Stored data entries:
▬▬▬▬▬▬▬▬▬▬

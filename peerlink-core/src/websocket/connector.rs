//! WebSocket connector: client dials, the inbound server loop and
//! connection requests over signalling.

use std::sync::Arc;
use std::time::Duration;

use parking_lot::Mutex;
use peerlink_types::{ConnectionType, ConnectivityMethod, ConnectivityRequest, DisconnectReason, Signal};
use tokio::sync::mpsc;
use tokio_tungstenite::connect_async;
use tokio_util::sync::CancellationToken;
use tracing::{debug, info, trace, warn};

use super::connectivity::{check_connectivity, serve_connectivity_probe, serve_connectivity_request};
use super::{ServerAction, ServerConnection, WebsocketConnection, WebsocketServer};
use crate::config::WebsocketConfig;
use crate::connection::Connection;
use crate::connector::{ConnectorHandler, SharedDescriptor};
use crate::error::{Result, TransportError};
use crate::handshake::spawn_incoming;
use crate::managed_connection::ManagedConnection;
use crate::signalling::{SignalReceiver, SignalRelay, WEBSOCKET_SIGNAL_SERVICE_ID};

/// WebSocket 连接器
pub struct WebsocketConnector {
    config: WebsocketConfig,
    run_server: bool,
    handshake_timeout: Duration,
    local: SharedDescriptor,
    relay: Option<Arc<dyn SignalRelay>>,
    server: Mutex<Option<WebsocketServer>>,
    shutdown: CancellationToken,
}

impl WebsocketConnector {
    pub fn new(
        config: WebsocketConfig,
        private_client_mode: bool,
        handshake_timeout: Duration,
        local: SharedDescriptor,
        relay: Option<Arc<dyn SignalRelay>>,
    ) -> Self {
        Self {
            run_server: config.server_enabled && !private_client_mode,
            config,
            handshake_timeout,
            local,
            relay,
            server: Mutex::new(None),
            shutdown: CancellationToken::new(),
        }
    }

    /// Start the server (unless disabled) and listen for connection
    /// requests. Returns the endpoint to advertise, if any.
    pub async fn start(&self, handler: Arc<dyn ConnectorHandler>) -> Result<Option<ConnectivityMethod>> {
        if let Some(relay) = &self.relay {
            let requests = relay.subscribe(WEBSOCKET_SIGNAL_SERVICE_ID);
            tokio::spawn(connection_requests(requests, handler.clone(), self.shutdown.clone()));
        }
        if !self.run_server {
            info!("WebSocket server disabled, running as client only");
            return Ok(None);
        }

        let (server, connections) = WebsocketServer::start(&self.config, None).await?;
        let port = server.port();
        *self.server.lock() = Some(server);
        tokio::spawn(serve(
            connections,
            self.local.clone(),
            handler,
            self.handshake_timeout,
            self.shutdown.clone(),
        ));

        if self.config.entry_points.is_empty() {
            return Ok(Some(ConnectivityMethod::new(self.config.host.clone(), port, self.config.tls)));
        }
        let entry_points: Vec<ConnectivityMethod> = self
            .config
            .entry_points
            .iter()
            .map(|entry| entry.connectivity_method())
            .collect();
        let request = ConnectivityRequest {
            port,
            tls: self.config.tls,
            host: None,
        };
        let response = check_connectivity(&entry_points, &request, self.config.connect_timeout()).await?;
        if response.websocket.is_none() {
            warn!("Entry points could not reach our server on port {}, not advertising it", port);
        }
        Ok(response.websocket)
    }

    /// Dial the remote's server.
    pub fn connect_as_client(&self, managed: &Arc<ManagedConnection>) -> std::result::Result<(), TransportError> {
        let remote = managed.remote_peer_descriptor();
        let Some(method) = remote.websocket.clone() else {
            return Err(TransportError::DialFailed(format!("{} has no WebSocket server", remote.node_id.short())));
        };
        let (connection, events) = WebsocketConnection::new(ConnectionType::WebsocketClient, Some(remote));
        managed.attach_outgoing(connection.clone(), events, self.handshake_timeout);

        let url = method.url();
        let timeout = self.config.connect_timeout();
        let shutdown = self.shutdown.clone();
        tokio::spawn(async move {
            debug!("Dialling {}", url);
            let dial = tokio::time::timeout(timeout, connect_async(url.as_str()));
            let outcome = tokio::select! {
                _ = shutdown.cancelled() => {
                    connection.fail(DisconnectReason::Other);
                    return;
                }
                outcome = dial => outcome,
            };
            match outcome {
                Ok(Ok((socket, _))) => {
                    if connection.is_closed() {
                        trace!("Dial to {} finished after the connection was closed", url);
                        return;
                    }
                    connection.attach(socket);
                }
                Ok(Err(e)) => {
                    debug!("Dial to {} failed: {}", url, e);
                    connection.fail(DisconnectReason::TransportError);
                }
                Err(_) => {
                    debug!("Dial to {} timed out after {:?}", url, timeout);
                    connection.fail(DisconnectReason::DeadConnection);
                }
            }
        });
        Ok(())
    }

    /// Ask the remote to dial our server. The managed connection stays a
    /// placeholder until the remote's handshake arrives.
    pub fn request_connection(&self, managed: &Arc<ManagedConnection>) -> std::result::Result<(), TransportError> {
        let Some(relay) = &self.relay else {
            return Err(TransportError::DialFailed("no signalling relay for a connection request".into()));
        };
        if self.server.lock().is_none() {
            return Err(TransportError::DialFailed("WebSocket server not running".into()));
        }
        let remote = managed.remote_peer_descriptor();
        let requester = self.local.read().clone();
        debug!("Asking {} to connect to {}", remote.node_id.short(), requester);
        relay.send_signal(&remote, WEBSOCKET_SIGNAL_SERVICE_ID, Signal::WebsocketConnectionRequest { requester });
        managed.arm_open_deadline(self.config.connect_timeout(), DisconnectReason::DeadConnection);
        Ok(())
    }

    pub fn is_server_running(&self) -> bool {
        self.server.lock().is_some()
    }

    pub fn stop(&self) {
        self.shutdown.cancel();
        if let Some(server) = self.server.lock().take() {
            server.stop();
        }
    }
}

async fn serve(
    mut connections: mpsc::UnboundedReceiver<ServerConnection>,
    local: SharedDescriptor,
    handler: Arc<dyn ConnectorHandler>,
    handshake_timeout: Duration,
    shutdown: CancellationToken,
) {
    loop {
        let incoming = tokio::select! {
            _ = shutdown.cancelled() => break,
            incoming = connections.recv() => incoming,
        };
        let Some(ServerConnection {
            action,
            remote_addr,
            socket,
        }) = incoming
        else {
            break;
        };
        match action {
            ServerAction::Peer => {
                trace!("Inbound peer socket from {}", remote_addr);
                let (connection, events) = WebsocketConnection::new(ConnectionType::WebsocketServer, None);
                connection.attach(socket);
                spawn_incoming(
                    local.read().clone(),
                    connection as Arc<dyn Connection>,
                    events,
                    handler.clone(),
                    handshake_timeout,
                );
            }
            ServerAction::ConnectivityRequest => {
                tokio::spawn(serve_connectivity_request(socket, remote_addr));
            }
            ServerAction::ConnectivityProbe => {
                tokio::spawn(serve_connectivity_probe(socket, remote_addr));
            }
        }
    }
}

async fn connection_requests(mut requests: SignalReceiver, handler: Arc<dyn ConnectorHandler>, shutdown: CancellationToken) {
    loop {
        let incoming = tokio::select! {
            _ = shutdown.cancelled() => break,
            incoming = requests.recv() => incoming,
        };
        let Some(incoming) = incoming else { break };
        match incoming.signal {
            Signal::WebsocketConnectionRequest { requester } => {
                if requester.websocket.is_none() {
                    warn!("Connection request from {} without a server to dial", requester.node_id.short());
                    continue;
                }
                debug!("{} asks us to connect", requester);
                handler.on_connection_request(requester);
            }
            other => debug!("Unexpected signal on the WebSocket service: {:?}", other),
        }
    }
}

#[cfg(test)]
mod tests {
    use super::*;
    use crate::config::DEFAULT_HANDSHAKE_TIMEOUT_MS;
    use crate::managed_connection::{Direction, ManagedConnectionEvent};
    use parking_lot::RwLock;
    use peerlink_types::{NodeId, PeerDescriptor};

    fn connector(private_client_mode: bool) -> WebsocketConnector {
        let local = Arc::new(RwLock::new(PeerDescriptor::new(NodeId::random())));
        WebsocketConnector::new(
            WebsocketConfig::default().with_port_range(41150, 41160),
            private_client_mode,
            Duration::from_millis(DEFAULT_HANDSHAKE_TIMEOUT_MS),
            local,
            None,
        )
    }

    #[tokio::test]
    async fn test_dial_without_endpoint_fails_synchronously() {
        let connector = connector(true);
        let local = PeerDescriptor::new(NodeId::random());
        let (managed, _events) = ManagedConnection::new(local, PeerDescriptor::new(NodeId::random()), Direction::Outgoing);
        assert!(matches!(
            connector.connect_as_client(&managed),
            Err(TransportError::DialFailed(_))
        ));
    }

    #[tokio::test]
    async fn test_refused_dial_closes_managed_connection() {
        let connector = connector(true);
        let local = PeerDescriptor::new(NodeId::random());
        let remote = PeerDescriptor::new(NodeId::random()).with_websocket(ConnectivityMethod::new("127.0.0.1", 41169, false));
        let (managed, mut events) = ManagedConnection::new(local, remote, Direction::Outgoing);
        connector.connect_as_client(&managed).unwrap();
        assert_eq!(
            events.recv().await,
            Some(ManagedConnectionEvent::Disconnected(DisconnectReason::TransportError))
        );
        assert!(managed.is_closed());
    }

    #[tokio::test]
    async fn test_connection_request_needs_relay() {
        let connector = connector(false);
        let local = PeerDescriptor::new(NodeId::random());
        let (managed, _events) = ManagedConnection::new(local, PeerDescriptor::new(NodeId::random()), Direction::Outgoing);
        assert!(connector.request_connection(&managed).is_err());
        assert!(!connector.is_server_running());
    }
}
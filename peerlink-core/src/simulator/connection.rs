//! Simulated connection: one end of a pair of associations.

use std::sync::Arc;

use bytes::Bytes;
use peerlink_types::{ConnectionType, DisconnectReason, PeerDescriptor};

use super::Simulator;
use crate::connection::{Connection, ConnectionCore, ConnectionEvents, ConnectionId};
use crate::error::TransportError;

pub struct SimulatorConnection {
    core: ConnectionCore,
    local: PeerDescriptor,
    simulator: Simulator,
}

impl SimulatorConnection {
    pub fn new(
        local: PeerDescriptor,
        remote: Option<PeerDescriptor>,
        simulator: Simulator,
    ) -> (Arc<Self>, ConnectionEvents) {
        let (core, events) = ConnectionCore::new(ConnectionType::Simulator, remote);
        (Arc::new(Self { core, local, simulator }), events)
    }

    pub fn local_peer_descriptor(&self) -> &PeerDescriptor {
        &self.local
    }

    /// The association is linked; flush buffered sends.
    pub(crate) fn handle_connected(&self) {
        let id = self.core.id();
        self.core.mark_open(|data| {
            self.simulator.send(id, data);
            Ok(())
        });
    }

    pub(crate) fn handle_connect_failed(&self) {
        self.core.close(DisconnectReason::Other);
    }

    pub(crate) fn handle_incoming_data(&self, data: Bytes) {
        self.core.emit_data(data);
    }

    /// The remote closed; the simulator mirrors the close on our pipe.
    pub(crate) fn handle_incoming_disconnection(&self) {
        self.core.close(DisconnectReason::Closed);
    }
}

impl Connection for SimulatorConnection {
    fn connection_id(&self) -> ConnectionId {
        self.core.id()
    }

    fn connection_type(&self) -> ConnectionType {
        ConnectionType::Simulator
    }

    fn remote_peer_descriptor(&self) -> Option<PeerDescriptor> {
        self.core.remote()
    }

    fn set_remote_peer_descriptor(&self, descriptor: PeerDescriptor) {
        self.core.set_remote(descriptor);
    }

    fn send(&self, data: Bytes) -> Result<(), TransportError> {
        let id = self.core.id();
        self.core.send_or_buffer(data, |data| {
            self.simulator.send(id, data);
            Ok(())
        })
    }

    fn close(&self, reason: DisconnectReason) {
        if self.core.close(reason) {
            self.simulator.close(self.core.id());
        }
    }

    fn is_open(&self) -> bool {
        self.core.is_open()
    }

    fn is_closed(&self) -> bool {
        self.core.is_closed()
    }
}
//! # Connection Manager
//!
//! Owns the peer registry: at most one [`ManagedConnection`] per node id.
//!
//! ## Features
//!
//! - Connections are created on demand by `send`; there is no background
//!   reconnect loop
//! - Concurrent attempts from both ends converge on one connection
//! - Received messages are de-duplicated and published as
//!   [`TransportEvent::Message`]
//! - Connection locks keep wanted connections alive; `disconnect` only
//!   tears down unlocked ones
//!
//! ## Race resolution (inbound handshake for peer P)
//!
//! ```text
//!  registry[P]                          action
//!  ─────────────────────────────────    ────────────────────────────────────
//!  none / closed                        accept, register new incoming entry
//!  same raw connection (passive)        accept
//!  open                                 reject DUPLICATE_CONNECTION
//!  pending, our attempt, we offer       reject DUPLICATE_CONNECTION
//!  pending otherwise                    accept, replace, close displaced
//! ```

use std::collections::HashMap;
use std::error::Error as StdError;
use std::sync::{Arc, Weak};

use async_trait::async_trait;
use bytes::Bytes;
use parking_lot::Mutex;
use peerlink_traits::{HealthStatus, Lifecycle, Named};
use peerlink_types::{DisconnectReason, HandshakeError, HandshakeRequest, Message, MessageBody, NodeId, PeerDescriptor};
use tokio::sync::mpsc;
use tokio_util::sync::CancellationToken;
use tracing::{debug, info, trace, warn};

use crate::codec::Frame;
use crate::config::{ConnectionConfig, PeerlinkConfig};
use crate::connection::role::is_offering;
use crate::connection::ConnectionEvents;
use crate::connection_locker::ConnectionLocker;
use crate::connector::{ConnectorFacade, ConnectorHandler, DefaultConnectorFacade};
use crate::duplicate_detector::DuplicateDetector;
use crate::error::{PeerlinkError, Result, TransportError};
use crate::handshake::Handshaker;
use crate::managed_connection::{Direction, ManagedConnection, ManagedConnectionEvent, ManagedConnectionEvents};
use crate::signalling::{SignalRelay, TransportSignalRelay};
use crate::simulator::{Simulator, SimulatorConnector};
use crate::transport::{Transport, TransportEvent, TransportEvents};
use crate::webrtc::RtcPlatform;

/// Service id of lock and disconnect notices.
pub const CONNECTION_LOCKER_SERVICE_ID: &str = "system/connection-locker";

#[derive(Debug, Clone, Copy, PartialEq, Eq)]
enum RunState {
    Created,
    Running,
    Stopped,
}

pub struct ConnectionManager {
    config: ConnectionConfig,
    facade: Arc<dyn ConnectorFacade>,
    registry: Mutex<HashMap<NodeId, Arc<ManagedConnection>>>,
    subscribers: Mutex<Vec<mpsc::UnboundedSender<TransportEvent>>>,
    duplicates: Mutex<DuplicateDetector>,
    locks: Mutex<ConnectionLocker>,
    disconnect_timers: Mutex<HashMap<NodeId, CancellationToken>>,
    state: Mutex<RunState>,
    this: Weak<ConnectionManager>,
}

▬▬▬▬▬▬▬▬▬▬

_Activity_: Which lines in the data above hold the word "only"? Return each of them.

_Solution_:
            info!("WebSocket server disabled, running as client only");
//! - Connection locks keep wanted connections alive; `disconnect` only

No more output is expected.